The chief town of New Zealand is Auckland, population hardly 10,000; the colonists are chiefly occupied in agriculture and sheep-farming.

Sect. XLIV. POLYNESIA.

585. The term Polynesia includes the tropical islets of the Pacific Ocean. They are all very small, the area of the whole being perhaps 60,000 square miles, that is, somewhat less than Britain; and the whole population perhaps 500,000, that is, less than that of many an English county.

The climate of these Pacific Islands is magnificent—that which has been designated Oceanic Equatorial; they never suffer from cold, while the tropical heat is so tempered by the vast expanse of water and sea-breezes that it is neither disagreeable nor unhealthy to an Englishman.

The islands may be thrown mostly into two classes, viz. (1) the Volcanic Islands, which have either volcanoes active on them, or volcanic rocks; these islands are often mountainous and (2) the Coral Islands, which are elevated little above the sea, having been built up by coral while the bed of the ocean slowly subsided.

The inhabitants are of the Malayan race, except in the case of a few islands near Papua, which are inhabited by men of the Papuan or Australian race.

These islands, when discovered, were almost without indigenous quadrupeds (and without snakes), but the dog, pig, and rat are introduced. The natural main support of human life in them is the bread fruit; it is said that three bread-fruit trees per head are enough to support a human

population. Other plants cultivated are the yam, banana, sweet potato, and New Zealand taro.
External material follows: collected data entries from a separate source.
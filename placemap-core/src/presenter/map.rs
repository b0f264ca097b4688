use std::collections::{hash_map::Entry, HashMap};

use placemap_entities::{category::Category, geo::MapPoint, id::Id, place::Place};

use crate::view::MapView;

pub const EAT_COLOR: &str = "#7ee787";
pub const DRINK_COLOR: &str = "#79c0ff";
pub const SEE_COLOR: &str = "#f2cc60";

pub const fn marker_color(category: &Category) -> &'static str {
    match category {
        Category::Eat => EAT_COLOR,
        Category::Drink => DRINK_COLOR,
        Category::See | Category::Other(_) => SEE_COLOR,
    }
}

/// Everything the map widget needs to draw a marker.
#[derive(Debug, Clone, PartialEq)]
pub struct MarkerSpec {
    pub id: Id,
    pub pos: MapPoint,
    pub color: &'static str,
    /// Shown on hover.
    pub label: String,
}

impl MarkerSpec {
    /// Returns `None` for places that cannot be mapped.
    pub fn from_place(place: &Place) -> Option<Self> {
        let pos = place.pos?;
        Some(Self {
            id: place.id.clone(),
            pos,
            color: marker_color(&place.category),
            label: place.name.clone(),
        })
    }
}

/// Lookup of live marker handles by place id.
///
/// The handles are owned by the map widget and only valid
/// until the next render pass.
#[derive(Debug)]
pub struct MarkerIndex<H> {
    markers: HashMap<Id, H>,
}

impl<H> Default for MarkerIndex<H> {
    fn default() -> Self {
        Self {
            markers: HashMap::new(),
        }
    }
}

impl<H> MarkerIndex<H> {
    pub fn get(&self, id: &str) -> Option<&H> {
        self.markers.get(id)
    }

    pub fn len(&self) -> usize {
        self.markers.len()
    }

    pub fn is_empty(&self) -> bool {
        self.markers.is_empty()
    }

    pub fn clear(&mut self) {
        self.markers.clear();
    }

    // The first marker of an id wins
    fn insert(&mut self, id: Id, marker: H) {
        if let Entry::Vacant(entry) = self.markers.entry(id) {
            entry.insert(marker);
        }
    }
}

/// Replace all markers of the map with those of the given places.
pub fn render<'a, V>(
    places: impl Iterator<Item = &'a Place>,
    index: &mut MarkerIndex<V::Marker>,
    view: &mut V,
) where
    V: MapView,
{
    index.clear();
    view.clear_markers();
    for spec in places.filter_map(MarkerSpec::from_place) {
        let marker = view.add_marker(&spec);
        index.insert(spec.id, marker);
    }
    log::debug!("Rendered {} markers", index.len());
}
The population of Polynesia (as of Australia and New Zealand) has decreased regularly and vastly since its discovery by Europeans. Even where the indigenous population has not been ill-treated by the European visitor, rum and the small-pox are communicated. Moreover, many complaints, petty among Europeans, spread in a fatal form among these fresh nations.
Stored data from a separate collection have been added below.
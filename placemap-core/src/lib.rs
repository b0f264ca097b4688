//! Filtering and presentation of places.
//!
//! Everything in here is independent of the browser. The
//! rendering targets are only known through the traits in
//! [`view`].

pub mod config;
pub mod controller;
pub mod criteria;
pub mod error;
pub mod filter;
pub mod label;
pub mod modal;
pub mod presenter;
pub mod sort;
pub mod store;
pub mod text;
pub mod view;

pub use self::{
    config::Config,
    controller::{Controller, Views},
    criteria::{CriteriaChange, FilterCriteria},
    error::Error,
};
The following are a few of the islands comprised in Polynesia :

(1) The Ladrones belong to Spain. Their population is now 6,000, but is said to have been 100,000 when the Spaniards first went there.

(2) The Fiji, or Viti Islands, have been annexed by England in 1874. Till lately cannibalism was practised here. Henceforth cotton is to be grown.

(3) The Friendly Islands, so-named by Cook out of compliment to the character of the natives, who are reckoned the flower of Polynesians.

(4) The Society Islands, of which the chief is Otaheite or Tahiti, annexed by the French.

(5) The Marquesas, a cannibal group; the French have got a station here.

(6) The Sandwich Islands, of which the chief is Owhyhee. Honolulu the chief town, population 10,000, is the port of the Pacific, and was the see of an English bishop. The government is European in form. The islands are volcanic ; Mouna Loa, alt. 13,750 feet, is an active volcano.

Sect. XLV. NORTH AMERICA.

586. EXTENT. The area of North America is more than double that of Europe: the population less than that of England and France together.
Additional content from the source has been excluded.